Die aktuelle Datenlage spricht bislang nur bei zwei Krankheitsbildern für einen Einsatz von medizinischem Cannabis bei Kindern: Chemotherapie-induzierte Übelkeit und Erbrechen sowie Epilepsie. Zu diesem Schluss kommt ein neues Review, das im Fachjournal „Pediatrics“ veröffentlicht wurde. Selbst in diesen Anwendungsfeldern sei der Nutzen gegenüber den Risiken, die für Kinder und Jugendliche höher liegen als für Erwachsene, genau abzuwägen, mahnen die Autoren.
Forscher haben untersucht, in welchen Fällen medizinisches Cannabis auch Kindern helfen könnte. image.originalResource.properties.copyright

„Aktuell haben wir keine gute Evidenz, dass Cannabis Kindern und Jugendlichen für andere Erkrankungen als Chemotherapie-bedingte Übelkeit und Erbrechen sowie Epilepsie helfen könnte“, sagt Shane Shucheng Wong von der psychiatrischen Abteilung des Massachusetts General Hospitals in den USA. Die Wissenschaftler sichteten die vorhandene Literatur zum Einsatz von Cannabis bei Kindern und Jugendlichen. Nur 21 Veröffentlichungen mit insgesamt 795 Studienteilnehmern entsprachen den Einschlusskriterien und selbst bei vielen dieser Studien ist der Evidenzgrad eher niedrig einzustufen. Nur fünf Studien waren randomisiert kontrolliert, das bedeutet, dass die Studienteilnehmer nach dem Zufallsprinzip in zwei oder mehrere Gruppen aufgeteilt werden. Eine Gruppe erhält z.B. ein neues Medikament oder ein neues Therapieverfahren, die andere Gruppe wird dagegen konventionell therapiert, bekommt ein Placebo oder überhaupt keine Medikation. Bei den anderen handelte es sich um zum Beispiel um Fall- oder Elternberichte.
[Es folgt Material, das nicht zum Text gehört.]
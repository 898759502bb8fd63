use argon2::{
  Argon2, PasswordHash, PasswordHasher, PasswordVerifier,
  password_hash::{SaltString, rand_core::OsRng},
};
use uuid::Uuid;

use crate::error::{Error, Result};

pub fn new_id() -> String {
  Uuid::new_v4().to_string()
}

/// Argon2id hash in PHC string format.
pub fn hash_password(password: &str) -> Result<String> {
  let salt = SaltString::generate(&mut OsRng);
  let hash = Argon2::default()
    .hash_password(password.as_bytes(), &salt)
    .map_err(|err| Error::Internal(format!("Password hashing failed: {err}")))?;
  Ok(hash.to_string())
}

/// Malformed stored hashes never verify.
pub fn verify_password(password: &str, stored: &str) -> bool {
  let Ok(hash) = PasswordHash::new(stored) else {
    return false;
  };
  Argon2::default().verify_password(password.as_bytes(), &hash).is_ok()
}

/// Ids used as directory names must not escape the files root.
pub fn is_safe_segment(segment: &str) -> bool {
  !segment.is_empty()
    && segment
      .chars()
      .all(|c| c.is_ascii_alphanumeric() || c == '-' || c == '_')
}
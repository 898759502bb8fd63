//! Product file delivery
//!
//! Files for a product live under `<files_directory>/<product_id>/`. Access
//! is granted through short-lived HS256 tokens signed with the server
//! secret, carrying a [`Grant`] as claims.

use std::path::PathBuf;

use jsonwebtoken::{
  Algorithm, DecodingKey, EncodingKey, Header, Validation, decode, encode,
  get_current_timestamp,
};
use serde::{Deserialize, Serialize};

use crate::{prelude::*, state::Config};

#[derive(Debug, Clone, PartialEq, Eq, Serialize)]
pub struct ProductFile {
  pub name: String,
  pub size: u64,
}

#[derive(Debug, Clone, PartialEq, Eq, Serialize, Deserialize)]
pub struct Grant {
  /// user id
  pub uid: String,
  /// product id
  pub pid: String,
  /// license or access pass the grant was issued under
  pub lid: String,
  /// unix seconds
  pub exp: u64,
}

#[derive(Debug, Clone)]
pub struct SecureUrl {
  pub url: String,
  pub expires_in: u64,
}

pub struct Delivery<'a> {
  config: &'a Config,
}

impl<'a> Delivery<'a> {
  pub fn new(config: &'a Config) -> Self {
    Self { config }
  }

  fn product_dir(&self, product_id: &str) -> Option<PathBuf> {
    utils::is_safe_segment(product_id)
      .then(|| self.config.files_directory.join(product_id))
  }

  /// Regular files of the product sorted by name. A missing directory
  /// means no files.
  pub async fn product_files(&self, product_id: &str) -> Result<Vec<ProductFile>> {
    let Some(dir) = self.product_dir(product_id) else {
      return Ok(Vec::new());
    };

    let mut entries = match tokio::fs::read_dir(&dir).await {
      Ok(entries) => entries,
      Err(err) if err.kind() == std::io::ErrorKind::NotFound => {
        return Ok(Vec::new());
      }
      Err(err) => return Err(err.into()),
    };

    let mut files = Vec::new();
    while let Some(entry) = entries.next_entry().await? {
      let meta = entry.metadata().await?;
      if !meta.is_file() {
        continue;
      }
      if let Some(name) = entry.file_name().to_str() {
        files.push(ProductFile { name: name.to_string(), size: meta.len() });
      }
    }

    files.sort_by(|a, b| a.name.cmp(&b.name));
    Ok(files)
  }

  /// Resolves a requested file against the product listing, so only listed
  /// names can be served. `None` picks the first file.
  pub async fn resolve(
    &self,
    product_id: &str,
    file: Option<&str>,
  ) -> Result<(PathBuf, ProductFile)> {
    let files = self.product_files(product_id).await?;
    let dir = self.product_dir(product_id).ok_or(Error::FileNotFound)?;

    let found = match file {
      Some(name) => files.into_iter().find(|f| f.name == name),
      None => files.into_iter().next(),
    };

    let file = found.ok_or(Error::FileNotFound)?;
    Ok((dir.join(&file.name), file))
  }

  pub fn secure_url(
    &self,
    user_id: &str,
    product_id: &str,
    license_id: &str,
  ) -> Result<SecureUrl> {
    let expires_in = self.config.download_ttl.as_secs();
    let grant = Grant {
      uid: user_id.to_string(),
      pid: product_id.to_string(),
      lid: license_id.to_string(),
      exp: get_current_timestamp() + expires_in,
    };

    let token = self.sign(&grant)?;
    Ok(SecureUrl {
      url: format!("{}/api/download?token={token}", self.config.public_url),
      expires_in,
    })
  }

  pub fn sign(&self, grant: &Grant) -> Result<String> {
    let key = EncodingKey::from_secret(self.config.secret.as_bytes());
    encode(&Header::new(Algorithm::HS256), grant, &key)
      .map_err(|err| Error::Internal(format!("Failed to sign grant: {err}")))
  }

  /// Checks signature and expiry. Every failure is an invalid token.
  pub fn verify(&self, token: &str) -> Result<Grant> {
    let key = DecodingKey::from_secret(self.config.secret.as_bytes());
    let mut validation = Validation::new(Algorithm::HS256);
    validation.leeway = 0;

    decode::<Grant>(token, &key, &validation)
      .map(|data| data.claims)
      .map_err(|err| {
        debug!("Rejected download token: {err}");
        Error::InvalidToken
      })
  }
}

#[cfg(test)]
mod tests {
  use super::*;

  fn config(dir: &std::path::Path) -> Config {
    Config {
      files_directory: dir.to_path_buf(),
      public_url: "https://shop.example".into(),
      secret: "test-secret".into(),
      ..Config::default()
    }
  }

  #[tokio::test]
  async fn lists_only_regular_files_sorted() {
    let dir = tempfile::tempdir().unwrap();
    let product = dir.path().join("7");
    std::fs::create_dir_all(product.join("nested")).unwrap();
    std::fs::write(product.join("b.zip"), b"bbbb").unwrap();
    std::fs::write(product.join("a.fig"), b"aa").unwrap();

    let config = config(dir.path());
    let files = Delivery::new(&config).product_files("7").await.unwrap();

    assert_eq!(
      files,
      vec![
        ProductFile { name: "a.fig".into(), size: 2 },
        ProductFile { name: "b.zip".into(), size: 4 },
      ]
    );
  }

  #[tokio::test]
  async fn missing_or_unsafe_dirs_have_no_files() {
    let dir = tempfile::tempdir().unwrap();
    let config = config(dir.path());
    let sv = Delivery::new(&config);

    assert!(sv.product_files("42").await.unwrap().is_empty());
    assert!(sv.product_files("../etc").await.unwrap().is_empty());
    assert!(matches!(
      sv.resolve("../etc", Some("passwd")).await,
      Err(Error::FileNotFound)
    ));
  }

  #[tokio::test]
  async fn resolve_only_serves_listed_names() {
    let dir = tempfile::tempdir().unwrap();
    std::fs::create_dir_all(dir.path().join("1")).unwrap();
    std::fs::write(dir.path().join("1/kit.zip"), b"zip").unwrap();

    let config = config(dir.path());
    let sv = Delivery::new(&config);

    let (path, file) = sv.resolve("1", None).await.unwrap();
    assert_eq!(file.name, "kit.zip");
    assert!(path.ends_with("1/kit.zip"));

    assert!(matches!(
      sv.resolve("1", Some("../1/kit.zip")).await,
      Err(Error::FileNotFound)
    ));
  }

  #[test]
  fn secure_url_roundtrip() {
    let config = config(std::path::Path::new("."));
    let sv = Delivery::new(&config);

    let url = sv.secure_url("user-1", "3", "pass-1").unwrap();
    assert_eq!(url.expires_in, 3600);

    let token = url
      .url
      .strip_prefix("https://shop.example/api/download?token=")
      .unwrap();
    let grant = sv.verify(token).unwrap();
    assert_eq!((grant.uid.as_str(), grant.pid.as_str()), ("user-1", "3"));
    assert_eq!(grant.lid, "pass-1");
  }

  #[test]
  fn rejects_tampered_and_expired_tokens() {
    let config = config(std::path::Path::new("."));
    let sv = Delivery::new(&config);

    let grant = Grant {
      uid: "user-1".into(),
      pid: "3".into(),
      lid: "pass-1".into(),
      exp: get_current_timestamp() + 60,
    };
    let token = sv.sign(&grant).unwrap();
    assert_eq!(token.split('.').count(), 3);

    // payload of another grant under this grant's signature
    let forged = sv.sign(&Grant { pid: "7".into(), ..grant.clone() }).unwrap();
    let parts: Vec<&str> = token.split('.').collect();
    let forged_parts: Vec<&str> = forged.split('.').collect();
    let spliced = format!("{}.{}.{}", parts[0], forged_parts[1], parts[2]);
    assert!(matches!(sv.verify(&spliced), Err(Error::InvalidToken)));

    let other = Config { secret: "other".into(), ..config.clone() };
    assert!(Delivery::new(&other).verify(&token).is_err());

    let expired = sv
      .sign(&Grant { exp: get_current_timestamp() - 1, ..grant })
      .unwrap();
    assert!(matches!(sv.verify(&expired), Err(Error::InvalidToken)));

    assert!(sv.verify("garbage").is_err());
    assert!(sv.verify("").is_err());
  }
}
pub mod access_pass;
pub mod course;
pub mod license;
pub mod product;
pub mod project;
pub mod user;

pub use access_pass::{PassStatus, PassType};
pub use license::{LicenseStatus, LicenseType};
pub use user::Role;
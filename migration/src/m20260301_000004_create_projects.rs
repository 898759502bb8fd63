use sea_orm_migration::prelude::*;

#[derive(DeriveMigrationName)]
pub struct Migration;

#[async_trait::async_trait]
impl MigrationTrait for Migration {
  async fn up(&self, manager: &SchemaManager) -> Result<(), DbErr> {
    manager
      .create_table(
        Table::create()
          .table(Projects::Table)
          .if_not_exists()
          .col(ColumnDef::new(Projects::Id).string().not_null().primary_key())
          .col(ColumnDef::new(Projects::Title).string().not_null())
          .col(ColumnDef::new(Projects::Slug).string().not_null().unique_key())
          .col(ColumnDef::new(Projects::Description).text().not_null())
          .col(ColumnDef::new(Projects::Year).integer().not_null())
          .col(ColumnDef::new(Projects::Status).string().not_null())
          .col(ColumnDef::new(Projects::Poster).string().not_null())
          .col(ColumnDef::new(Projects::Studio).string().not_null())
          .col(ColumnDef::new(Projects::Platforms).json().not_null())
          .col(ColumnDef::new(Projects::Genre).json().not_null())
          .col(ColumnDef::new(Projects::Tech).json().not_null())
          .col(
            ColumnDef::new(Projects::Featured)
              .boolean()
              .not_null()
              .default(false),
          )
          .col(
            ColumnDef::new(Projects::Approved)
              .boolean()
              .not_null()
              .default(false),
          )
          .col(ColumnDef::new(Projects::SubmittedBy).string().not_null())
          .col(ColumnDef::new(Projects::Views).integer().not_null().default(0))
          .col(ColumnDef::new(Projects::Likes).integer().not_null().default(0))
          .col(
            ColumnDef::new(Projects::Downloads).integer().not_null().default(0),
          )
          .col(ColumnDef::new(Projects::CreatedAt).date_time().not_null())
          .to_owned(),
      )
      .await
  }

  async fn down(&self, manager: &SchemaManager) -> Result<(), DbErr> {
    manager.drop_table(Table::drop().table(Projects::Table).to_owned()).await
  }
}

#[derive(DeriveIden)]
pub enum Projects {
  Table,
  Id,
  Title,
  Slug,
  Description,
  Year,
  Status,
  Poster,
  Studio,
  Platforms,
  Genre,
  Tech,
  Featured,
  Approved,
  SubmittedBy,
  Views,
  Likes,
  Downloads,
  CreatedAt,
}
Sechs Studien untersuchten die Wirksamkeit von Cannabis bei Chemotherapie-bedingter Übelkeit und Erbrechen, davon vier randomisiert kontrolliert. Dabei war die Behandlung mit medizinischem Cannabis der Standardbehandlung mit antiemetischen Medikamenten überlegen. Elf Studien untersuchten den Einsatz bei Epilepsie. Dabei konnte Cannabis die Anfallshäufigkeit reduzieren, sogar bei einigen Patienten, denen bislang keine andere Therapie geholfen hatte.

Ärzte und Familien sollten wissen, wie der bisherige Kenntnisstand ist, um eine Therapieentscheidung treffen zu können und immer einen erfahrenen Spezialisten zu Rate ziehen. Zu Bedenken seien dabei die Risiken für die Hirnentwicklung. So weiß man von der Nutzung zu Genusszwecken, dass Cannabis Lernen, Erinnerungsvermögen, Aufmerksamkeit und Problemlösungskompetenzen negativ beeinflussen kann und die Gehirne von Kindern und Jugendlichen in diesen Bereichen empfindlicher sind als die von erwachsenen Cannabis-Nutzern.